Yesterday was spent catching up on sleep and doing our best to acclimatise to the altitude. The headaches are gone but my god, walking up a small hill here really takes it out of you! Luckily taxis are only £1-2 for when we want to go back up the hill.
Things we learned today about La Paz is that drivers are mental and love beeping. Also, nothing is well signed. It took us nearly an hour to find the restaurant we wanted to go to for lunch. When we eventually did though, it was totally worth it! It’s called Popular Cocina Bolivia and uses seasonal local ingredients. The menu is pretty limited – but better for it – and came in at an (expensive for La Paz) £6 each for three courses and a juice. It’s apparently the third highest rated restaurant in La Paz (or so says Tripadvisor…) LC
Three days in the desert later – with so many things seen and done – followed by an overnight bus and we are finally in La Paz. The salt flats were incredible. More of an update coming on those after a loooooooong sleep. BW
San Pedro de Atacama is surprisingly cool! I kind of expected more of a stopover town as people made their way to the salt flats, but its fun in its own right. Old school wild-west style buildings, sandy streets and a great expanse of desert leading to the mountains (and volcano…) make for scenery, and there are plenty of good restaurants and things to do. Although beer is in low supply.

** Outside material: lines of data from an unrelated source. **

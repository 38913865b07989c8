//! Error types and result types for schema definition, casting, validation and storage.
//!
//! Errors fall into four families:
//!
//! - [`CastError`] - a value could not be coerced to a field's declared type
//! - [`ValidationError`] - a named validator (or the required check) rejected a value
//! - [`SchemaDefinitionError`] - structural misconfiguration, raised synchronously at definition time
//! - [`StorageError`] - opaque pass-through from the storage client
//!
//! [`ModelError`] wraps all of them and is what document and model operations return.

use bson::Bson;
use bson::error::Error as BsonError;
use serde_json::Error as SerdeJsonError;
use std::fmt;
use thiserror::Error;

/// A value could not be coerced into a field's declared type.
#[derive(Error, Debug, Clone, PartialEq)]
#[error("failed to cast {path} value of {value} to {target_type}")]
pub struct CastError {
    /// The dotted path of the field being cast.
    pub path: String,
    /// The raw value as it was before the failing coercion.
    pub value: Bson,
    /// The name of the type the value was being cast to.
    pub target_type: String,
}

impl CastError {
    pub fn new(path: impl Into<String>, value: Bson, target_type: impl Into<String>) -> Self {
        Self {
            path: path.into(),
            value,
            target_type: target_type.into(),
        }
    }
}

/// A named validator rejected the value stored at `path`.
///
/// The builtin required check reports itself under the validator name `required`.
#[derive(Error, Debug, Clone, PartialEq, Eq)]
#[error("validator {validator} failed for {path}")]
pub struct ValidationError {
    pub validator: String,
    pub path: String,
}

impl ValidationError {
    pub fn new(validator: impl Into<String>, path: impl Into<String>) -> Self {
        Self {
            validator: validator.into(),
            path: path.into(),
        }
    }
}

/// A single per-field failure collected while preparing a document for save.
#[derive(Error, Debug, Clone, PartialEq)]
pub enum FieldError {
    #[error(transparent)]
    Cast(#[from] CastError),
    #[error(transparent)]
    Validation(#[from] ValidationError),
}

impl FieldError {
    /// Returns the dotted path the failure refers to.
    pub fn path(&self) -> &str {
        match self {
            FieldError::Cast(err) => &err.path,
            FieldError::Validation(err) => &err.path,
        }
    }
}

/// Structural errors in a schema or type declaration.
///
/// These are raised at definition or registration time so misconfiguration is caught at
/// startup rather than at first use.
#[derive(Error, Debug, Clone, PartialEq, Eq)]
pub enum SchemaDefinitionError {
    /// An index direction was not one of `asc`, `desc`, `1` or `-1`.
    #[error("invalid index spec for {0}: the order must be either 'asc', 'desc', -1 or 1")]
    InvalidIndexSpec(String),
    /// A model name collides with a reserved name or an already registered model.
    #[error("name conflict \"{0}\": please choose a different model name")]
    NameConflict(String),
    /// A field was declared with a type name the registry does not know.
    #[error("unknown type {type_name} for field {path}")]
    UnknownType { path: String, type_name: String },
    /// A reference field names a model that was never registered.
    #[error("reference {path} points at unregistered model {target}")]
    UnresolvedReference { path: String, target: String },
    /// A type-level modifier was applied before any field was declared.
    #[error("{0} called before any field was declared")]
    NoCurrentField(String),
    /// A type definition is itself malformed (for example extending an unknown type).
    #[error("invalid type {0}: {1}")]
    InvalidType(String, String),
}

/// Errors surfaced by the storage client.
///
/// The core treats these as opaque and passes them through unchanged.
#[derive(Error, Debug, Clone, PartialEq, Eq)]
pub enum StorageError {
    /// A write violated a unique index.
    #[error("Duplicate key in collection {0}: {1}")]
    DuplicateKey(String, String),
    /// The document addressed by an update was not found.
    /// The first argument is the document ID, the second is the collection name.
    #[error("Document not found {0} in collection {1}")]
    DocumentNotFound(String, String),
    /// The requested collection does not exist in the store.
    #[error("Collection not found: {0}")]
    CollectionNotFound(String),
    /// Serialization/deserialization error when converting between record formats.
    #[error("Serialization error: {0}")]
    Serialization(String),
    /// Error during store initialization or connection setup.
    #[error("Initialization error: {0}")]
    Initialization(String),
    /// An error occurred in the underlying storage backend.
    #[error("Backend error: {0}")]
    Backend(String),
}

/// A specialized `Result` type for storage client operations.
pub type StorageResult<T> = Result<T, StorageError>;

/// Every failure a model or document operation can report.
#[derive(Error, Debug, Clone)]
pub enum ModelError {
    /// Query casting failed on a single leaf.
    #[error(transparent)]
    Cast(#[from] CastError),
    /// Casting or validation failed while preparing a save; all failures are collected.
    #[error("document failed validation: {}", FieldErrors(.0))]
    Invalid(Vec<FieldError>),
    #[error(transparent)]
    SchemaDefinition(#[from] SchemaDefinitionError),
    #[error(transparent)]
    Storage(#[from] StorageError),
    /// A declared path was read before it was hydrated.
    #[error("path {0} is not hydrated")]
    NotHydrated(String),
    /// The path is not declared by the document's schema.
    #[error("path {0} is not declared by the schema")]
    UnknownPath(String),
    /// No model is registered under the given name on this connection.
    #[error("no model named {0}")]
    UnknownModel(String),
    /// No handler or method is registered under the given name.
    #[error("no method named {0}")]
    UnknownMethod(String),
    /// An interceptor or handler failed, or dropped its continuation without signalling.
    #[error("hook error: {0}")]
    Hook(String),
    /// Serialization/deserialization error when converting documents to other formats.
    #[error("Serialization error: {0}")]
    Serialization(String),
}

impl ModelError {
    /// Returns the collected field errors of a failed save, if that is what this is.
    pub fn field_errors(&self) -> Option<&[FieldError]> {
        match self {
            ModelError::Invalid(errors) => Some(errors),
            _ => None,
        }
    }
}

/// A specialized `Result` type for model and document operations.
pub type ModelResult<T> = Result<T, ModelError>;

impl From<BsonError> for ModelError {
    fn from(err: BsonError) -> Self {
        ModelError::Serialization(err.to_string())
    }
}

impl From<SerdeJsonError> for ModelError {
    fn from(err: SerdeJsonError) -> Self {
        ModelError::Serialization(err.to_string())
    }
}

impl From<BsonError> for StorageError {
    fn from(err: BsonError) -> Self {
        StorageError::Serialization(err.to_string())
    }
}

struct FieldErrors<'a>(&'a [FieldError]);

impl fmt::Display for FieldErrors<'_> {
    fn fmt(&self, f: &mut fmt::Formatter<'_>) -> fmt::Result {
        for (i, err) in self.0.iter().enumerate() {
            if i > 0 {
                f.write_str("; ")?;
            }
            write!(f, "{err}")?;
        }
        Ok(())
    }
}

Went out into the Atacama desert last night to stargaze and how nothing really matters because Betelgeuse could explode any time now killing us all. Always good to end on a positive note. BW
So we’re still sitting in Santiago airport, waiting to check in for our 5am flight, nursing pints we bought two hours ago (#backpackingglamour) when we realise we don’t know how we’re getting to La Paz from Uyuni after the salt flats. Cue a mad rush of googling and finding out it’s not exactly the greatest route… (think landslides delaying buses by days type thing, stolen bags and whatnot). Thankfully there’s still some space available with the ONE reputable bus company but it means we get to Uyuni after a week in the desert and salt flats, craving a shower but instead we’ll be getting on a 10 hour overnight bus… We did say this was glamorous.. There better not be any landslides. LC
Now sat in Santiago airport at 9pm, waiting for our flight to Calama at… 5am. From there we take a bus to San Pedro de Atacama, where we have a couple of nights before beginning the journey across the Salt Flats into Bolivia!
We met a really lovely older Irish couple today, who joined us for a walk up the Cerro San Cristobal when we all figured the furnicular was closed. Sweating hell. They bought us a beer when we got back down to ground level, where we had a chat about our various travels, they (might have) convinced us about the merits of sand boarding on your belly in Huacachina and we’ve now swapped emails with the promise to keep in touch so we can get them back with a Guinness!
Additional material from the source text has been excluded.